- _EXTRACTED RECORDS_
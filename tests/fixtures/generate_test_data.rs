// ==========================================
// 演示数据生成器
// ==========================================
// 用法: cargo run --bin generate_test_data [输出目录]
// 生成一套引用完整的非洲关键矿产样例数据（默认 ./data）
// 坐标为近似值，运营前需替换
// ==========================================

use std::fs;
use std::path::{Path, PathBuf};

fn write_table(dir: &Path, name: &str, lines: &[&str]) -> std::io::Result<()> {
    let mut content = lines.join("\n");
    content.push('\n');
    fs::write(dir.join(name), content)
}

fn main() -> std::io::Result<()> {
    let out_dir = std::env::args()
        .nth(1)
        .map(PathBuf::from)
        .unwrap_or_else(|| PathBuf::from("./data"));
    fs::create_dir_all(&out_dir)?;

    write_table(
        &out_dir,
        "countries.csv",
        &[
            "CountryID,CountryName,Region,GDP_BillionUSD,MiningRevenue_BillionUSD,KeyProjects",
            "CD,DR Congo,Central Africa,64.0,16.0,Kamoa-Kakula; Mutanda",
            "ZM,Zambia,Southern Africa,29.0,6.0,Kansanshi expansion",
            "ZA,South Africa,Southern Africa,377.0,20.0,Bushveld complex",
            "ZW,Zimbabwe,Southern Africa,27.0,3.5,Great Dyke lithium",
            "MA,Morocco,North Africa,134.0,7.2,Khouribga phosphates",
            "GN,Guinea,West Africa,21.0,4.1,Simandou iron ore",
        ],
    )?;

    write_table(
        &out_dir,
        "minerals.csv",
        &[
            "MineralID,MineralName,Unit,Description",
            "CO,Cobalt,t,Battery cathode metal",
            "CU,Copper,t,Conductor metal",
            "PT,Platinum,kg,Platinum group metal",
            "LI,Lithium,t,Battery metal (spodumene concentrate)",
            "P,Phosphate,t,Fertilizer feedstock",
            "BX,Bauxite,t,Aluminium ore",
        ],
    )?;

    write_table(
        &out_dir,
        "sites.csv",
        &[
            "SiteID,SiteName,CountryID,MineralID,Latitude,Longitude,Status,Production_tonnes",
            "S1,Mutanda,CD,CO,-10.7,25.5,ACTIVE,20000",
            "S2,Kamoa-Kakula,CD,CU,-10.8,25.4,ACTIVE,400000",
            "S3,Kansanshi,ZM,CU,-12.1,26.4,ACTIVE,250000",
            "S4,Mogalakwena,ZA,PT,-24.0,28.9,ACTIVE,1200",
            "S5,Bikita,ZW,LI,-20.1,31.4,ACTIVE,180000",
            "S6,Khouribga,MA,P,32.9,-6.9,ACTIVE,18000000",
            "S7,Sangaredi,GN,BX,11.1,-13.8,ACTIVE,9000000",
            "S8,Arcadia,ZW,LI,-17.9,31.3,PLANNED,0",
        ],
    )?;

    write_table(
        &out_dir,
        "production_stats.csv",
        &[
            "CountryID,MineralID,Year,Production_tonnes,ExportValue_BillionUSD,Source",
            "CD,CO,2021,120000,8.6,USGS 2022",
            "CD,CO,2022,150000,10.2,USGS 2023",
            "CD,CO,2023,170000,11.0,USGS 2024",
            "CD,CU,2022,2360000,15.4,USGS 2023",
            "CD,CU,2023,2840000,18.9,USGS 2024",
            "ZM,CO,2023,8000,0.4,USGS 2024",
            "ZM,CU,2022,770000,7.9,USGS 2023",
            "ZM,CU,2023,760000,8.1,USGS 2024",
            "ZA,PT,2022,140,4.2,USGS 2023",
            "ZA,PT,2023,120,3.9,USGS 2024",
            "ZW,LI,2022,710000,0.5,USGS 2023",
            "ZW,LI,2023,1200000,0.9,USGS 2024",
            "MA,P,2022,40000000,6.8,USGS 2023",
            "MA,P,2023,35000000,6.1,USGS 2024",
            "GN,BX,2022,86000000,3.6,USGS 2023",
            "GN,BX,2023,97000000,4.0,USGS 2024",
        ],
    )?;

    write_table(
        &out_dir,
        "roles.csv",
        &["RoleID,RoleName", "R1,Administrator", "R2,Researcher", "R3,Investor"],
    )?;

    write_table(
        &out_dir,
        "users.csv",
        &[
            "UserID,Username,Email,RoleID,CreatedAt",
            "1,admin,admin@minerals.local,R1,2025-11-02T08:00:00",
            "2,amina,amina@minerals.local,R2,2025-11-03T09:15:00",
            "3,tariq,tariq@minerals.local,R3,2025-11-05T14:40:00",
        ],
    )?;

    println!("样例数据已写入: {}", out_dir.display());
    Ok(())
}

- _THE TASK_
Look for the string "join" in the entries above. Copy every line that has it.

- _WRITTEN ANSWER_
    let mut content = lines.join("\n");
    fs::write(dir.join(name), content)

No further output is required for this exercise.